Mi accorgo tutti i giorni che in città c'è sempre qualcuno (di ogni età) alla ricerca di mostriciattoli. In ufficio, per strada, al parco, ovunque.

L'innovazione tecnica che corrisponde ad una mutazione antropologica

Come dice il SIR; nulla di nuovo, dunque, ma soltanto l’integrazione dell’esistente con altre tonalità tecnologiche come la geolocalizzazione o la realtà aumentata. Ma a ogni innovazione tecnica, si sa, corrisponde una mutazione antropologica. Nel caso di Pokemon go le ambiguità da utilizzo sono dietro l’angolo e non sono per nulla incoraggianti. Scarichiamo dunque siamo. E diventiamo non solo pedine di un videogioco, ma testimonial inconsapevoli e gratuiti di una multinazionale. Pokemon go è anzitutto una straordinaria trovata di marketing globalizzata e inglobante. L’homo ludens smentisce così se stesso, annulla il principio di libertà per trovarsi ingabbiato in una (sur)realtà aumentata alla ricerca spasmodica di qualcosa che non esiste. Pokemon go, dunque, non è realtà. Nella vita offline questi animaletti della fantasia non esistono ma prendono forma in quella online così tanto da diventare presenze fisse di giornate trascorse a inseguirli.

Esistono anche casi oltre limite: C'è chi ha lasciato il proprio posto di lavoro per giocarci, come Tom Currie, un 24enne neozelandese che ha deciso che le ore libere non gli bastavano più.

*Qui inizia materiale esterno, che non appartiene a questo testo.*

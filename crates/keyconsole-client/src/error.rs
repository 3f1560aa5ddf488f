//! Error types for backend calls

use thiserror::Error;

/// Result type alias for client operations
pub type ClientResult<T> = Result<T, ClientError>;

/// Status reported for failures that never produced an HTTP response
pub const NETWORK_ERROR_STATUS: u16 = 500;

/// Message used when a request could not complete
pub const NETWORK_ERROR_MESSAGE: &str = "Network error";

/// Errors surfaced by backend calls
#[derive(Error, Debug)]
pub enum ClientError {
    /// A protected call was attempted without a stored token
    #[error("No authentication token found")]
    MissingToken,

    /// Server answered with a non-success status
    #[error("{message}")]
    Http {
        /// HTTP status code
        status: u16,
        /// Server `detail`, or the operation's fallback message
        message: String,
    },

    /// Request could not complete or the body could not be decoded
    #[error("{message}")]
    Network {
        /// Error message
        message: String,
    },

    /// Request rejected before it was sent
    #[error("Invalid request: {message}")]
    InvalidRequest {
        /// Error message
        message: String,
    },

    /// Server accepted the call but reported an unexpected result
    #[error("{message}")]
    Unexpected {
        /// Error message
        message: String,
    },

    /// Token storage failed
    #[error("Session storage error: {message}")]
    Session {
        /// Error message
        message: String,
    },
}

impl ClientError {
    /// Create an HTTP error
    pub fn http(status: u16, message: impl Into<String>) -> Self {
        Self::Http {
            status,
            message: message.into(),
        }
    }

    /// Create a network error
    pub fn network(message: impl Into<String>) -> Self {
        Self::Network {
            message: message.into(),
        }
    }

    /// Create an invalid request error
    pub fn invalid_request(message: impl Into<String>) -> Self {
        Self::InvalidRequest {
            message: message.into(),
        }
    }

    /// Create an unexpected-result error
    pub fn unexpected(message: impl Into<String>) -> Self {
        Self::Unexpected {
            message: message.into(),
        }
    }

    /// Create a session storage error
    pub fn session(message: impl Into<String>) -> Self {
        Self::Session {
            message: message.into(),
        }
    }

    /// HTTP status associated with the failure, if any
    pub const fn status(&self) -> Option<u16> {
        match self {
            Self::Http { status, .. } => Some(*status),
            Self::Network { .. } => Some(NETWORK_ERROR_STATUS),
            Self::MissingToken
            | Self::InvalidRequest { .. }
            | Self::Unexpected { .. }
            | Self::Session { .. } => None,
        }
    }

    /// Whether the server rejected the credentials
    pub const fn is_unauthorized(&self) -> bool {
        matches!(self, Self::MissingToken | Self::Http { status: 401, .. })
    }
}

impl From<keyconsole_core::Error> for ClientError {
    fn from(err: keyconsole_core::Error) -> Self {
        match err {
            keyconsole_core::Error::InvalidField { message, .. } => Self::invalid_request(message),
            other => Self::session(other.to_string()),
        }
    }
}

#[cfg(test)]
mod tests {
    use super::*;
    use pretty_assertions::assert_eq;

    #[test]
    fn test_http_error_displays_message_verbatim() {
        let error = ClientError::http(401, "Could not validate credentials");
        assert_eq!(error.to_string(), "Could not validate credentials");
        assert_eq!(error.status(), Some(401));
        assert!(error.is_unauthorized());
    }

    #[test]
    fn test_network_error_has_fixed_status() {
        let error = ClientError::network(NETWORK_ERROR_MESSAGE);
        assert_eq!(error.status(), Some(NETWORK_ERROR_STATUS));
        assert_eq!(error.to_string(), "Network error");
    }

    #[test]
    fn test_precondition_errors_carry_no_status() {
        assert_eq!(ClientError::MissingToken.status(), None);
        assert_eq!(
            ClientError::MissingToken.to_string(),
            "No authentication token found"
        );
        assert_eq!(ClientError::invalid_request("count").status(), None);
    }

    #[test]
    fn test_core_validation_maps_to_invalid_request() {
        let core = keyconsole_core::Error::invalid_field("count", "must be between 1 and 100");
        let error = ClientError::from(core);
        assert!(matches!(error, ClientError::InvalidRequest { .. }));
        assert_eq!(error.to_string(), "Invalid request: must be between 1 and 100");
    }
}
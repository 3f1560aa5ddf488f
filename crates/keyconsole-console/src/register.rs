//! Self-registration form

use crate::navigation::Route;
use keyconsole_client::KeyConsoleClient;
use keyconsole_core::RegisterRequest;
use regex::Regex;
use std::borrow::Cow;
use std::sync::LazyLock;
use tracing::{info, warn};
use validator::{Validate, ValidationError};

const EMAIL_PATTERN: &str = r"^[A-Za-z0-9._%+-]+@[A-Za-z0-9.-]+\.[A-Za-z]{2,}$";

static EMAIL_RE: LazyLock<Option<Regex>> = LazyLock::new(|| Regex::new(EMAIL_PATTERN).ok());

/// Fields in the order they appear on the form
const FIELD_ORDER: [&str; 4] = ["email", "password", "confirm_password", "invite_code"];

fn error(code: &'static str, message: &'static str) -> ValidationError {
    ValidationError::new(code).with_message(Cow::Borrowed(message))
}

fn validate_email(email: &str) -> Result<(), ValidationError> {
    if email.trim().is_empty() {
        return Err(error("required", "Email is required"));
    }
    match EMAIL_RE.as_ref() {
        Some(re) if re.is_match(email.trim()) => Ok(()),
        _ => Err(error("email", "Invalid email address")),
    }
}

fn validate_password(password: &str) -> Result<(), ValidationError> {
    match password.chars().count() {
        0 => Err(error("required", "Password is required")),
        8..=40 => Ok(()),
        _ => Err(error("length", "Password must be 8 to 40 characters")),
    }
}

fn validate_invite_code(code: &str) -> Result<(), ValidationError> {
    if code.trim().is_empty() {
        Err(error("required", "Invite code is required"))
    } else {
        Ok(())
    }
}

/// Sign-up form contents
#[derive(Clone, Default, Validate)]
pub struct RegisterForm {
    /// Account email
    #[validate(custom(function = "validate_email"))]
    pub email: String,
    /// Password
    #[validate(custom(function = "validate_password"))]
    pub password: String,
    /// Password, repeated
    #[validate(must_match(other = "password", message = "Passwords do not match"))]
    pub confirm_password: String,
    /// Invite code handed out by an administrator
    #[validate(custom(function = "validate_invite_code"))]
    pub invite_code: String,
}

impl std::fmt::Debug for RegisterForm {
    fn fmt(&self, f: &mut std::fmt::Formatter<'_>) -> std::fmt::Result {
        f.debug_struct("RegisterForm")
            .field("email", &self.email)
            .field("invite_code", &self.invite_code)
            .finish_non_exhaustive()
    }
}

/// A failed field check
#[derive(Debug, Clone, PartialEq, Eq)]
pub struct FieldError {
    /// Form field name
    pub field: &'static str,
    /// Message shown under the field
    pub message: String,
}

impl RegisterForm {
    /// Every failing field, in form order
    pub fn errors(&self) -> Vec<FieldError> {
        let Err(errors) = self.validate() else {
            return Vec::new();
        };
        let by_field = errors.field_errors();

        FIELD_ORDER
            .iter()
            .filter_map(|&field| {
                let first = by_field.get(field)?.first()?;
                let message = first
                    .message
                    .as_ref()
                    .map_or_else(|| first.code.to_string(), ToString::to_string);
                Some(FieldError { field, message })
            })
            .collect()
    }

    /// Request body for the server
    pub fn to_request(&self) -> RegisterRequest {
        RegisterRequest {
            email: self.email.trim().to_string(),
            password: self.password.clone(),
            invite_code: self.invite_code.trim().to_string(),
        }
    }
}

/// Result of submitting the form
#[derive(Debug, Clone, PartialEq, Eq)]
pub enum RegisterOutcome {
    /// Nothing was sent; these fields need fixing
    Invalid(Vec<FieldError>),
    /// The server refused; message to show above the form
    Failed(String),
    /// Account created; go here next
    Registered(Route),
}

/// Submit `form`, validating it first
pub async fn submit(client: &KeyConsoleClient, form: &RegisterForm) -> RegisterOutcome {
    let errors = form.errors();
    if !errors.is_empty() {
        return RegisterOutcome::Invalid(errors);
    }

    match client.register(&form.to_request()).await {
        Ok(_) => {
            info!(email = %form.email, "registration succeeded");
            RegisterOutcome::Registered(Route::Login)
        }
        Err(err) => {
            warn!(email = %form.email, error = %err, "registration failed");
            RegisterOutcome::Failed(err.to_string())
        }
    }
}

Non è un caso che Pokemon Go basi la sua fortuna sul concetto di realtà potenziata. I Pokemon si inseriscono nel tessuto quotidiano di ognuno di noi, alterandolo, ed è in questa dimensione artificiale che il carattere umano perde ogni punto di riferimento tradizionale, attirato da personaggi senza fisicità ma che esistono nella realtà potenziata che predomina su quella empirica. Per il giocatore di Pokemon Go l'individualismo prevale su tutto il resto. Il gioco, infatti, si basa su regole condivise, dove i giocatori appunto traggono soddisfazione nel raggiungere l'obiettivo.

Commenti

  1. Interessante. Due considerazioni:
    1. anche a nascondino si gioca bene se ci si concentra nel nascondersi da soli. Per non parlare della maggior parte dei giochi dove più "non guardi in faccia a nessuno" più vinci. Però non è per forza individualismo. E' gioco appunto, e non sempre deve essere di squadra.
    2. Pokemon Go è solo l'ennesima novità che spaventa perché nuova. Il ritmo dell'affacciarsi di nuove frontiere è ormai molto veloce e aumenterà. Accelerare di conseguenza il sentirsi minacciati serve a poco. O meglio: protegge solo quelli che a Pokemon Go non ci giocano, consiglia a quelli che ci giocano di non farlo (e non credo ascolteranno), mentre nel frattempo la maggioranza continuerà a inciampare a Central Park.
    Forse converrebbe solo imparare a trovare spunti educativi e significativi nel ritmo giusto. Seguendo con serenità lo sviluppo della tecnologia che ci abilita a fare cose nuove, mentre rimaniamo sempre i soliti vecchi uomini, con le nostre luci e ombre che ci portiamo sempre appresso, anche laddove ci porta le possibilità del digitale...

    RispondiElimina
  2. grazie. la mia critica sta però nel fatto che viene vissuta con eccesso...e la mia considerazione sta proprio nell'eccesso che può far male per le sopracitate parole.
    Le cause effetto oggi possono essere deleterie, cosa che non accade con il nascondino.